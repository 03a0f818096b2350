//! # Variant Repository
//!
//! Database operations for product variants.
//!
//! ## Delete Policy
//! ```text
//! ┌─────────────────────────────────────────────────────────────────────────┐
//! │  DELETE variant                                                        │
//! │    ├── inventory_by_location   CASCADE   (rows go with it)             │
//! │    ├── coa_certificates        SET NULL  (certificate survives)        │
//! │    ├── order_items             PROTECT   → Conflict                    │
//! │    └── consignment_items       PROTECT   → Conflict                    │
//! └─────────────────────────────────────────────────────────────────────────┘
//! ```

use serde::{Deserialize, Serialize};
use sqlx::{QueryBuilder, Sqlite, SqliteConnection, SqlitePool};
use tracing::{debug, warn};

use studio_core::validation::VariantInput;
use studio_core::{ProductVariant, ValidationError, ValidationErrors, VariantView};

use super::{
    check_reference, count_references, new_id, protect, push_page, push_search, row_exists, Page,
    PageRequest, SortDirection,
};
use crate::error::{DbError, DbResult};

const SELECT_VARIANT: &str = "SELECT id, product_id, option_label, price_cents, edition_size, \
                              edition_sold, weight_grams, taxable FROM product_variants";

const SELECT_VIEW: &str = "SELECT v.id, v.product_id, v.option_label, v.price_cents, \
                           v.edition_size, v.edition_sold, v.weight_grams, v.taxable, \
                           p.title AS product_title \
                           FROM product_variants v JOIN products p ON p.id = v.product_id";

/// Sort keys for variant lists.
#[derive(Debug, Clone, Copy, Default, PartialEq, Eq, Serialize, Deserialize)]
#[serde(rename_all = "snake_case")]
pub enum VariantSort {
    /// Product title, then option label.
    #[default]
    Product,
    PriceCents,
    EditionSold,
}

#[derive(Debug, Clone, Default, PartialEq, Serialize, Deserialize)]
pub struct VariantFilter {
    pub product_id: Option<String>,
    pub edition_size: Option<i64>,
    pub taxable: Option<bool>,
    /// Matches option label and product title.
    pub search: Option<String>,
    pub sort: VariantSort,
    pub direction: SortDirection,
    pub page: PageRequest,
}

#[derive(sqlx::FromRow)]
struct VariantRow {
    #[sqlx(flatten)]
    variant: ProductVariant,
    product_title: String,
}

impl From<VariantRow> for VariantView {
    fn from(row: VariantRow) -> Self {
        VariantView::new(row.variant, row.product_title)
    }
}

/// Repository for product variants.
#[derive(Debug, Clone)]
pub struct VariantRepository {
    pool: SqlitePool,
}

impl VariantRepository {
    pub fn new(pool: SqlitePool) -> Self {
        VariantRepository { pool }
    }

    /// Creates a variant. Editions sold beyond the edition size are stored
    /// and logged, not rejected.
    pub async fn create(&self, input: &VariantInput) -> DbResult<ProductVariant> {
        input.validate()?;

        let mut tx = self.pool.begin().await?;
        let variant = insert(&mut tx, input).await?;
        tx.commit().await?;

        debug!(id = %variant.id, product_id = %variant.product_id, "Created variant");
        Ok(variant)
    }

    pub async fn get_by_id(&self, id: &str) -> DbResult<Option<ProductVariant>> {
        let variant = sqlx::query_as::<_, ProductVariant>(&format!("{SELECT_VARIANT} WHERE id = ?1"))
            .bind(id)
            .fetch_optional(&self.pool)
            .await?;

        Ok(variant)
    }

    /// Gets a variant with its display price and product title.
    pub async fn get_view(&self, id: &str) -> DbResult<Option<VariantView>> {
        let row = sqlx::query_as::<_, VariantRow>(&format!("{SELECT_VIEW} WHERE v.id = ?1"))
            .bind(id)
            .fetch_optional(&self.pool)
            .await?;

        Ok(row.map(VariantView::from))
    }

    /// Variants of one product, ordered by option label.
    pub async fn list_for_product(&self, product_id: &str) -> DbResult<Vec<ProductVariant>> {
        let variants = sqlx::query_as::<_, ProductVariant>(&format!(
            "{SELECT_VARIANT} WHERE product_id = ?1 ORDER BY option_label"
        ))
        .bind(product_id)
        .fetch_all(&self.pool)
        .await?;

        Ok(variants)
    }

    pub async fn update(&self, id: &str, input: &VariantInput) -> DbResult<ProductVariant> {
        debug!(id = %id, "Updating variant");

        input.validate()?;
        let price_cents = input.resolved_price_cents()?;

        let mut tx = self.pool.begin().await?;

        let existing = sqlx::query_as::<_, ProductVariant>(&format!("{SELECT_VARIANT} WHERE id = ?1"))
            .bind(id)
            .fetch_optional(&mut *tx)
            .await?
            .ok_or_else(|| DbError::not_found("ProductVariant", id))?;

        check_integrity(&mut tx, input, Some(id)).await?;

        // omitted counters keep their stored values
        let variant = ProductVariant {
            edition_sold: input.edition_sold.unwrap_or(existing.edition_sold),
            taxable: input.taxable.unwrap_or(existing.taxable),
            ..build(id.to_string(), input, price_cents)
        };
        warn_if_oversold(&variant);

        sqlx::query(
            r#"
            UPDATE product_variants SET
                product_id = ?2,
                option_label = ?3,
                price_cents = ?4,
                edition_size = ?5,
                edition_sold = ?6,
                weight_grams = ?7,
                taxable = ?8
            WHERE id = ?1
            "#,
        )
        .bind(&variant.id)
        .bind(&variant.product_id)
        .bind(&variant.option_label)
        .bind(variant.price_cents)
        .bind(variant.edition_size)
        .bind(variant.edition_sold)
        .bind(variant.weight_grams)
        .bind(variant.taxable)
        .execute(&mut *tx)
        .await
        .map_err(|e| label_conflict(e.into(), &variant.option_label))?;

        tx.commit().await?;

        Ok(variant)
    }

    /// Deletes a variant.
    ///
    /// ## Errors
    /// - `NotFound` when the id does not exist
    /// - `Conflict` while an order item or consignment item references it
    pub async fn delete(&self, id: &str) -> DbResult<()> {
        debug!(id = %id, "Deleting variant");

        let mut tx = self.pool.begin().await?;

        if !row_exists(&mut tx, "product_variants", id).await? {
            return Err(DbError::not_found("ProductVariant", id));
        }

        for table in ["order_items", "consignment_items"] {
            if count_references(&mut tx, table, "variant_id", id).await? > 0 {
                return Err(DbError::conflict("ProductVariant", id, table));
            }
        }

        sqlx::query("DELETE FROM product_variants WHERE id = ?1")
            .bind(id)
            .execute(&mut *tx)
            .await
            .map_err(|e| protect(e.into(), "ProductVariant", id))?;

        tx.commit().await?;

        Ok(())
    }

    pub async fn list(&self, filter: &VariantFilter) -> DbResult<Page<VariantView>> {
        let mut count = QueryBuilder::<Sqlite>::new(
            "SELECT COUNT(*) FROM product_variants v JOIN products p ON p.id = v.product_id WHERE 1 = 1",
        );
        push_filters(&mut count, filter)?;
        let total: i64 = count.build_query_scalar().fetch_one(&self.pool).await?;

        let mut select = QueryBuilder::<Sqlite>::new(SELECT_VIEW);
        select.push(" WHERE 1 = 1");
        push_filters(&mut select, filter)?;

        let direction = filter.direction.sql();
        match filter.sort {
            VariantSort::Product => select
                .push(" ORDER BY p.title ")
                .push(direction)
                .push(", v.option_label ")
                .push(direction),
            VariantSort::PriceCents => select.push(" ORDER BY v.price_cents ").push(direction),
            VariantSort::EditionSold => select.push(" ORDER BY v.edition_sold ").push(direction),
        };
        select.push(", v.id");
        push_page(&mut select, &filter.page);

        let rows = select.build_query_as::<VariantRow>().fetch_all(&self.pool).await?;

        Ok(Page::new(rows, total, &filter.page).map(VariantView::from))
    }
}

fn push_filters(qb: &mut QueryBuilder<'_, Sqlite>, filter: &VariantFilter) -> DbResult<()> {
    if let Some(product_id) = &filter.product_id {
        qb.push(" AND v.product_id = ").push_bind(product_id.clone());
    }
    if let Some(edition_size) = filter.edition_size {
        qb.push(" AND v.edition_size = ").push_bind(edition_size);
    }
    if let Some(taxable) = filter.taxable {
        qb.push(" AND v.taxable = ").push_bind(taxable);
    }
    push_search(qb, filter.search.as_deref(), &["v.option_label", "p.title"])
}

fn build(id: String, input: &VariantInput, price_cents: i64) -> ProductVariant {
    ProductVariant {
        id,
        product_id: input.product_id.clone(),
        option_label: input.option_label.trim().to_string(),
        price_cents,
        edition_size: input.edition_size,
        edition_sold: input.edition_sold.unwrap_or(0),
        weight_grams: input.weight_grams,
        taxable: input.taxable.unwrap_or(true),
    }
}

fn label_conflict(err: DbError, option_label: &str) -> DbError {
    if err.is_unique_violation_on("product_variants.product_id") {
        DbError::duplicate("option_label", option_label)
    } else {
        err
    }
}

fn warn_if_oversold(variant: &ProductVariant) {
    if variant.is_oversold() {
        warn!(
            id = %variant.id,
            edition_size = ?variant.edition_size,
            edition_sold = variant.edition_sold,
            "Variant has sold more than its edition size"
        );
    }
}

/// Product exists and the label is free within it.
async fn check_integrity(
    conn: &mut SqliteConnection,
    input: &VariantInput,
    exclude_id: Option<&str>,
) -> DbResult<()> {
    let mut errors = ValidationErrors::new();

    check_reference(conn, &mut errors, "product_id", "products", &input.product_id).await?;

    let label = input.option_label.trim();
    let taken: i64 = sqlx::query_scalar(
        "SELECT COUNT(*) FROM product_variants \
         WHERE product_id = ?1 AND option_label = ?2 AND id IS NOT ?3",
    )
    .bind(&input.product_id)
    .bind(label)
    .bind(exclude_id)
    .fetch_one(&mut *conn)
    .await?;

    if taken > 0 {
        errors.push(ValidationError::Duplicate {
            field: "option_label".to_string(),
            value: label.to_string(),
        });
    }

    errors.into_result()?;
    Ok(())
}

/// Inserts a validated variant.
pub(crate) async fn insert(conn: &mut SqliteConnection, input: &VariantInput) -> DbResult<ProductVariant> {
    let price_cents = input.resolved_price_cents()?;

    check_integrity(conn, input, None).await?;

    let variant = build(new_id(), input, price_cents);
    warn_if_oversold(&variant);

    sqlx::query(
        r#"
        INSERT INTO product_variants (
            id, product_id, option_label, price_cents,
            edition_size, edition_sold, weight_grams, taxable
        ) VALUES (?1, ?2, ?3, ?4, ?5, ?6, ?7, ?8)
        "#,
    )
    .bind(&variant.id)
    .bind(&variant.product_id)
    .bind(&variant.option_label)
    .bind(variant.price_cents)
    .bind(variant.edition_size)
    .bind(variant.edition_sold)
    .bind(variant.weight_grams)
    .bind(variant.taxable)
    .execute(&mut *conn)
    .await
    .map_err(|e| label_conflict(e.into(), &variant.option_label))?;

    Ok(variant)
}

// =============================================================================
// Unit Tests
// =============================================================================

#### [What is being asked]
Tell me how many lines in the entries contain the string "VariantView", and give nothing besides that number.

#### [Written solution]
7